Alexander "Sasha" Rush won a Best Paper Award at the 2021 Annual Conference of the North American Chapter of the Association for Computational Linguistics (NAACL). "How many data points is a prompt worth?" won Outstanding Short Paper. The paper is part of a collaboration with Teven Le Scao and Rush's work with Hugging Face.
Rush's research in this vein was earlier celebrated with a Best Demo Award at the 2020 Conference on Empirical Methods in Natural Language Processing (EMNLP) for their paper "Transformers: State-of-the-Art Natural Language Processing."
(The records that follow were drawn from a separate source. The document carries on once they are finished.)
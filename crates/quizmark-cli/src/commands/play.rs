//! The `quizmark play` command.

use std::path::PathBuf;
use std::sync::Arc;
use std::time::Duration;

use anyhow::{Context, Result};
use comfy_table::{Cell, Table};
use rand::rngs::StdRng;
use rand::SeedableRng;
use tokio::io::{AsyncBufReadExt, BufReader};

use quizmark_bridge::{BridgeError, HostBridge, RoutingLoader};
use quizmark_core::model::QuestionKind;
use quizmark_core::parser::parse_quiz_file;
use quizmark_core::report::ResultsReport;
use quizmark_core::scoring::Answer;
use quizmark_core::session::{Session, SessionState};
use quizmark_core::traits::AssetLoader;
use quizmark_render::html::{generate_results_html, write_html};

use crate::terminal::TerminalSurface;

pub async fn execute(
    quiz_path: PathBuf,
    seed: Option<u64>,
    config_path: Option<PathBuf>,
    output: Option<PathBuf>,
    html: Option<PathBuf>,
) -> Result<()> {
    let config = super::host_config(config_path.as_ref())?;

    let parsed = parse_quiz_file(&quiz_path, &config.defaults)?;
    super::report_diagnostics(&quiz_path, &parsed.diagnostics);
    let session = Session::from_parsed(parsed)
        .with_context(|| format!("cannot play {}", quiz_path.display()))?;

    let loader: Arc<dyn AssetLoader> = match config.load_timeout_secs {
        Some(secs) => Arc::new(RoutingLoader::with_timeout(Duration::from_secs(secs))?),
        None => Arc::new(RoutingLoader::new()),
    };

    let mut bridge = HostBridge::new(
        config.container.clone(),
        session,
        config.assets.clone(),
        loader,
        TerminalSurface::stdout(),
    );

    match config.load_timeout_secs {
        Some(secs) => {
            let timed_out =
                tokio::time::timeout(Duration::from_secs(secs), bridge.load_dependencies())
                    .await
                    .is_err();
            if timed_out {
                bridge.mark_unavailable("dependencies", format!("timed out after {secs}s"));
            }
        }
        None => {
            bridge.load_dependencies().await;
        }
    }

    let mut rng = match seed {
        Some(seed) => StdRng::seed_from_u64(seed),
        None => StdRng::from_entropy(),
    };
    bridge.start_with_rng(&mut rng)?;

    let mut lines = BufReader::new(tokio::io::stdin()).lines();
    while bridge.session().state() == SessionState::InProgress {
        let Some((position, kind, count)) = bridge
            .session()
            .current_question()
            .map(|q| (q.position, q.question.kind, q.choices.len()))
        else {
            break;
        };

        let Some(line) = lines.next_line().await? else {
            anyhow::bail!("input ended before the quiz was finished");
        };
        let line = line.trim();
        if line.is_empty() {
            continue;
        }
        if line.eq_ignore_ascii_case("h") {
            match bridge.session().hint(position) {
                Some(hint) => println!("Hint: {hint}"),
                None => println!("No hint for this question."),
            }
            continue;
        }

        let answer = match parse_answer(kind, line, count) {
            Ok(answer) => answer,
            Err(e) => {
                println!("{e}");
                continue;
            }
        };
        match bridge.submit_answer(position, answer) {
            Ok(true) => println!("Correct!"),
            Ok(false) => println!("Not quite."),
            Err(BridgeError::Session(e)) => println!("Invalid answer: {e}"),
            Err(e) => return Err(e.into()),
        }
    }

    let report = ResultsReport::from_session(bridge.session());
    print_results_table(&report);

    if let Some(path) = output {
        report.save_json(&path)?;
        println!("Results saved to {}", path.display());
    }
    if let Some(path) = html {
        let page = generate_results_html(&report, bridge.session().config());
        write_html(&page, &path)?;
        println!("Results page written to {}", path.display());
    }

    bridge.finish()?;
    bridge.unmount();
    Ok(())
}

/// Turn typed input like `2`, `1,3` or `3 1 2` into an answer.
///
/// Numbers are 1-based as shown on screen. Shape problems, such as two
/// numbers for a single-choice question, are left for the session to reject.
fn parse_answer(kind: QuestionKind, input: &str, count: usize) -> Result<Answer> {
    let picks = input
        .split(|c: char| c == ',' || c.is_whitespace())
        .filter(|s| !s.is_empty())
        .map(|s| {
            let n: usize = s
                .parse()
                .with_context(|| format!("'{s}' is not a choice number"))?;
            anyhow::ensure!(
                (1..=count).contains(&n),
                "choose numbers between 1 and {count}"
            );
            Ok(n - 1)
        })
        .collect::<Result<Vec<_>>>()?;

    Ok(match kind {
        QuestionKind::SingleChoice if picks.len() == 1 => Answer::Single(picks[0]),
        QuestionKind::SingleChoice | QuestionKind::MultiChoice => Answer::Multiple(picks),
        QuestionKind::Ordering => Answer::Ordering(picks),
    })
}

fn print_results_table(report: &ResultsReport) {
    let mut table = Table::new();
    table.set_header(vec!["#", "Question", "Kind", "Your answer", "Result"]);

    for r in &report.results {
        table.add_row(vec![
            Cell::new(r.position + 1),
            Cell::new(&r.prompt),
            Cell::new(r.kind),
            Cell::new(r.submitted_text.join(", ")),
            Cell::new(if r.correct { "correct" } else { "wrong" }),
        ]);
    }

    println!("\n{table}");
    println!(
        "Score: {}/{} ({:.0}%)",
        report.score,
        report.total,
        report.ratio() * 100.0
    );
}

#[cfg(test)]
mod tests {
    use super::*;

    #[test]
    fn parses_one_based_numbers() {
        assert_eq!(
            parse_answer(QuestionKind::SingleChoice, "2", 4).unwrap(),
            Answer::Single(1)
        );
        assert_eq!(
            parse_answer(QuestionKind::MultiChoice, "1, 3", 4).unwrap(),
            Answer::Multiple(vec![0, 2])
        );
        assert_eq!(
            parse_answer(QuestionKind::Ordering, "3 1 2", 3).unwrap(),
            Answer::Ordering(vec![2, 0, 1])
        );
    }

    #[test]
    fn two_picks_for_single_choice_become_multiple() {
        assert_eq!(
            parse_answer(QuestionKind::SingleChoice, "1,2", 3).unwrap(),
            Answer::Multiple(vec![0, 1])
        );
    }

    #[test]
    fn rejects_bad_numbers() {
        assert!(parse_answer(QuestionKind::SingleChoice, "0", 3).is_err());
        assert!(parse_answer(QuestionKind::SingleChoice, "4", 3).is_err());
        let err = parse_answer(QuestionKind::MultiChoice, "a,b", 3).unwrap_err();
        assert!(err.to_string().contains("not a choice number"));
    }
}
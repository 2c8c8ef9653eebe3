//! Core data model types for quizmark.
//!
//! A [`Quiz`] is built once by the parser and never mutated afterwards.
//! Sessions hold it behind an `Arc` and keep their own presentation state.

use serde::{Deserialize, Serialize};
use std::fmt;

/// Display and ordering options for a quiz.
///
/// Built from the host defaults and then overridden field by field by the
/// quiz's own front matter. Immutable once a session starts.
#[derive(Debug, Clone, PartialEq, Eq, Serialize, Deserialize)]
pub struct QuizConfig {
    /// Primary CSS color.
    #[serde(default = "default_primary_color")]
    pub primary_color: String,
    /// Secondary CSS color.
    #[serde(default = "default_secondary_color")]
    pub secondary_color: String,
    /// Text color of some elements.
    #[serde(default = "default_text_color")]
    pub text_color: String,
    /// Shuffle the question order for each session.
    #[serde(default)]
    pub shuffle_questions: bool,
    /// Shuffle the answers of each question.
    #[serde(default = "default_true")]
    pub shuffle_answers: bool,
    /// Only ask this many questions (applied after shuffling).
    #[serde(default)]
    pub n_questions: Option<usize>,
    /// Language of the user interface.
    #[serde(default = "default_locale")]
    pub locale: String,
}

impl Default for QuizConfig {
    fn default() -> Self {
        Self {
            primary_color: default_primary_color(),
            secondary_color: default_secondary_color(),
            text_color: default_text_color(),
            shuffle_questions: false,
            shuffle_answers: true,
            n_questions: None,
            locale: default_locale(),
        }
    }
}

impl QuizConfig {
    /// How many questions a session asks. A zero limit counts as no limit.
    pub fn question_limit(&self) -> Option<usize> {
        self.n_questions.filter(|&n| n > 0)
    }
}

fn default_primary_color() -> String {
    "steelblue".to_string()
}

fn default_secondary_color() -> String {
    "#EFEFF0".to_string()
}

fn default_text_color() -> String {
    "#0C0A3E".to_string()
}

fn default_locale() -> String {
    "en".to_string()
}

fn default_true() -> bool {
    true
}

/// How a question is answered and scored.
#[derive(Debug, Clone, Copy, PartialEq, Eq, Hash, Serialize, Deserialize)]
#[serde(rename_all = "kebab-case")]
pub enum QuestionKind {
    /// Ordered checkbox list, exactly one correct choice.
    SingleChoice,
    /// Unordered checkbox list, one or more correct choices.
    MultiChoice,
    /// Plain ordered list; the authored order is the answer.
    Ordering,
}

impl fmt::Display for QuestionKind {
    fn fmt(&self, f: &mut fmt::Formatter<'_>) -> fmt::Result {
        match self {
            QuestionKind::SingleChoice => write!(f, "single-choice"),
            QuestionKind::MultiChoice => write!(f, "multi-choice"),
            QuestionKind::Ordering => write!(f, "ordering"),
        }
    }
}

/// One selectable option of a question.
#[derive(Debug, Clone, PartialEq, Eq, Serialize, Deserialize)]
pub struct Choice {
    /// Choice text as authored.
    pub text: String,
    /// Whether the author marked this choice `[x]`.
    ///
    /// Always `false` for ordering questions, whose answer is the authored order.
    pub is_correct: bool,
    /// Explanation shown for this choice during review.
    #[serde(default)]
    pub explanation: Option<String>,
}

/// Content between a question heading and its answer list.
#[derive(Debug, Clone, PartialEq, Eq, Serialize, Deserialize)]
#[serde(tag = "type", rename_all = "lowercase")]
pub enum Block {
    /// Plain (inline-Markdown) text.
    Paragraph { text: String },
    /// A fenced code sample, shown verbatim and never executed.
    Code {
        #[serde(default)]
        lang: Option<String>,
        source: String,
    },
}

/// A single quiz question.
#[derive(Debug, Clone, PartialEq, Eq, Serialize, Deserialize)]
pub struct Question {
    /// Heading text.
    pub prompt: String,
    /// Paragraphs and code samples following the heading.
    #[serde(default)]
    pub body: Vec<Block>,
    /// Block-quoted hint.
    #[serde(default)]
    pub hint: Option<String>,
    /// First image referenced by the question.
    #[serde(default)]
    pub media: Option<String>,
    /// How the question is answered.
    pub kind: QuestionKind,
    /// Choices in authored order.
    pub choices: Vec<Choice>,
    /// 1-based source line of the heading.
    #[serde(default)]
    pub line: usize,
}

impl Question {
    /// Indices (authored order) of the choices marked correct.
    pub fn correct_indices(&self) -> Vec<usize> {
        self.choices
            .iter()
            .enumerate()
            .filter(|(_, c)| c.is_correct)
            .map(|(i, _)| i)
            .collect()
    }
}

/// An ordered, immutable collection of questions.
#[derive(Debug, Clone, Default, PartialEq, Eq, Serialize, Deserialize)]
pub struct Quiz {
    pub questions: Vec<Question>,
}

impl Quiz {
    pub fn len(&self) -> usize {
        self.questions.len()
    }

    pub fn is_empty(&self) -> bool {
        self.questions.is_empty()
    }

    pub fn get(&self, index: usize) -> Option<&Question> {
        self.questions.get(index)
    }

    /// The first question's prompt, used as a display title.
    pub fn title(&self) -> &str {
        self.questions
            .first()
            .map(|q| q.prompt.as_str())
            .unwrap_or("Quiz")
    }
}

#[cfg(test)]
mod tests {
    use super::*;

    #[test]
    fn question_kind_display() {
        assert_eq!(QuestionKind::SingleChoice.to_string(), "single-choice");
        assert_eq!(QuestionKind::MultiChoice.to_string(), "multi-choice");
        assert_eq!(QuestionKind::Ordering.to_string(), "ordering");
    }

    #[test]
    fn config_default() {
        let config = QuizConfig::default();
        assert_eq!(config.primary_color, "steelblue");
        assert_eq!(config.secondary_color, "#EFEFF0");
        assert!(config.shuffle_answers);
        assert!(!config.shuffle_questions);
        assert!(config.n_questions.is_none());
        assert_eq!(config.locale, "en");
    }

    #[test]
    fn zero_question_limit_means_all() {
        let mut config = QuizConfig {
            n_questions: Some(0),
            ..QuizConfig::default()
        };
        assert_eq!(config.question_limit(), None);
        config.n_questions = Some(2);
        assert_eq!(config.question_limit(), Some(2));
    }

    #[test]
    fn config_missing_fields_take_defaults() {
        let config: QuizConfig = serde_json::from_str(r#"{"shuffle_answers": false}"#).unwrap();
        assert!(!config.shuffle_answers);
        assert_eq!(config.text_color, "#0C0A3E");
    }

    #[test]
    fn correct_indices_follow_authored_order() {
        let question = Question {
            prompt: "Pick".into(),
            body: vec![],
            hint: None,
            media: None,
            kind: QuestionKind::MultiChoice,
            choices: vec![
                Choice {
                    text: "a".into(),
                    is_correct: true,
                    explanation: None,
                },
                Choice {
                    text: "b".into(),
                    is_correct: false,
                    explanation: None,
                },
                Choice {
                    text: "c".into(),
                    is_correct: true,
                    explanation: None,
                },
            ],
            line: 1,
        };
        assert_eq!(question.correct_indices(), vec![0, 2]);
    }
}
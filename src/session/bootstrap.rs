//! One-time reconciliation of persisted and live session state.

use tracing::{debug, info, warn};

use super::auth::Session;
use super::persisted::PersistedUser;
use crate::error::SessionError;
use crate::models::{SessionState, UserRecord};

impl Session {
    /// Runs the bootstrap sequence the first time it is called and returns
    /// the resulting state. Later calls do not touch the network.
    pub async fn bootstrap(&self) -> SessionState {
        self.bootstrapped
            .get_or_init(|| self.run_bootstrap())
            .await;
        self.state()
    }

    async fn run_bootstrap(&self) {
        info!("Starting session bootstrap");
        self.restore_bearer_token().await;

        match self.store.persisted().load_user().await {
            Ok(PersistedUser::Present(user)) => self.bootstrap_from_persisted(user).await,
            Ok(PersistedUser::Corrupt) => {
                warn!("Discarding unreadable persisted user");
                self.store
                    .set_state(SessionState::unauthenticated(None))
                    .await;
            }
            Ok(PersistedUser::Absent) => self.bootstrap_without_persisted().await,
            Err(e) => {
                warn!("Could not read persisted user, checking server session: {}", e);
                self.bootstrap_without_persisted().await;
            }
        }

        let state = self.state();
        info!(
            authenticated = state.is_authenticated(),
            "Session bootstrap finished"
        );
    }

    async fn restore_bearer_token(&self) {
        match self.store.persisted().load_token().await {
            Ok(Some(token)) => {
                debug!("Restoring persisted bearer token");
                self.transport.set_bearer_token(Some(token)).await;
            }
            Ok(None) => {}
            Err(e) => warn!("Could not read persisted bearer token: {}", e),
        }
    }

    /// Optimistically trusts the persisted user, then confirms with the server.
    async fn bootstrap_from_persisted(&self, persisted: UserRecord) {
        debug!("Persisted user {} found", persisted.id);
        self.store
            .set_state(SessionState::authenticated(persisted, true))
            .await;

        match self.identity.fetch_current_user().await {
            Ok(fresh) => {
                self.store
                    .set_state(SessionState::authenticated(fresh, false))
                    .await;
            }
            Err(SessionError::Unauthorized) => {
                info!("Persisted session rejected, trying refresh");
                if self.try_refresh().await {
                    match self.identity.fetch_current_user().await {
                        Ok(fresh) => {
                            self.store
                                .set_state(SessionState::authenticated(fresh, false))
                                .await;
                            return;
                        }
                        Err(e) => warn!("User check after refresh failed: {}", e),
                    }
                }
                self.expire().await;
            }
            Err(e) => {
                // Keep the optimistic state; a network blip is not a logout.
                warn!("User check failed, keeping persisted session: {}", e);
                self.store.update(|state| state.clone().settled()).await;
            }
        }
    }

    /// No local hint; a cookie-only session may still exist on the server.
    async fn bootstrap_without_persisted(&self) {
        match self.identity.fetch_current_user().await {
            Ok(user) => {
                info!("Server session found for user {}", user.id);
                self.store
                    .set_state(SessionState::authenticated(user, false))
                    .await;
            }
            Err(e) => {
                debug!("No server session: {}", e);
                self.store
                    .set_state(SessionState::unauthenticated(None))
                    .await;
            }
        }
    }
}
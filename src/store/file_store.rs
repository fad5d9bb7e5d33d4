use std::io::ErrorKind;
use std::path::PathBuf;

use async_trait::async_trait;
use tokio::fs;
use tracing::debug;

use super::{Storage, StoreError};
use crate::config::FileStorageConfig;

/// Stores every key as `<directory>/<key>.json`.
pub struct FileStorage {
    directory: PathBuf,
}

impl FileStorage {
    pub fn new(config: &FileStorageConfig) -> Self {
        FileStorage {
            directory: config.directory.clone(),
        }
    }

    fn path_for(&self, key: &str) -> Result<PathBuf, StoreError> {
        let valid = !key.is_empty()
            && !key.starts_with('.')
            && key
                .chars()
                .all(|c| c.is_ascii_alphanumeric() || matches!(c, '-' | '_' | '.'));
        if !valid {
            return Err(StoreError::InvalidKey(key.to_string()));
        }
        Ok(self.directory.join(format!("{}.json", key)))
    }
}

#[async_trait]
impl Storage for FileStorage {
    async fn get(&self, key: &str) -> Result<Option<String>, StoreError> {
        let path = self.path_for(key)?;
        match fs::read_to_string(&path).await {
            Ok(value) => Ok(Some(value)),
            Err(e) if e.kind() == ErrorKind::NotFound => Ok(None),
            Err(e) => Err(StoreError::Io(format!("{}: {}", path.display(), e))),
        }
    }

    async fn set(&self, key: &str, value: &str) -> Result<(), StoreError> {
        let path = self.path_for(key)?;
        fs::create_dir_all(&self.directory)
            .await
            .map_err(|e| StoreError::Io(format!("{}: {}", self.directory.display(), e)))?;

        // Write next to the target and rename so readers never see half a file.
        let tmp = path.with_extension("json.tmp");
        fs::write(&tmp, value)
            .await
            .map_err(|e| StoreError::Io(format!("{}: {}", tmp.display(), e)))?;
        fs::rename(&tmp, &path)
            .await
            .map_err(|e| StoreError::Io(format!("{}: {}", path.display(), e)))?;
        debug!("Persisted key '{}' to {}", key, path.display());
        Ok(())
    }

    async fn remove(&self, key: &str) -> Result<(), StoreError> {
        let path = self.path_for(key)?;
        match fs::remove_file(&path).await {
            Ok(()) => Ok(()),
            Err(e) if e.kind() == ErrorKind::NotFound => Ok(()),
            Err(e) => Err(StoreError::Io(format!("{}: {}", path.display(), e))),
        }
    }
}
pub mod base;
pub mod file_store;
pub mod memory_store;

// Re-export the primary Storage items so code outside can do
// "use crate::store::{Storage, create_storage};"
pub use base::{create_storage, Storage, StoreError};
pub use file_store::FileStorage;
pub use memory_store::MemoryStorage;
In "How many data points is a prompt worth?," Rush and Le Scao explore how "when fine-tuning pretrained models for classification, researchers either use a generic model head or a task-specific prompt for prediction. Proponents of prompting have argued that prompts provide a method for injecting task- specific guidance, which is beneficial in low- data regimes. We aim to quantify this benefit through rigorous testing of prompts in a fair setting: comparing prompted and head-based fine-tuning in equal conditions across many tasks and data sizes. By controlling for many sources of advantage, we find that prompting does indeed provide a benefit, and that this ben- efit can be quantified per task. Results show that prompting is often worth 100s of data points on average across classification tasks."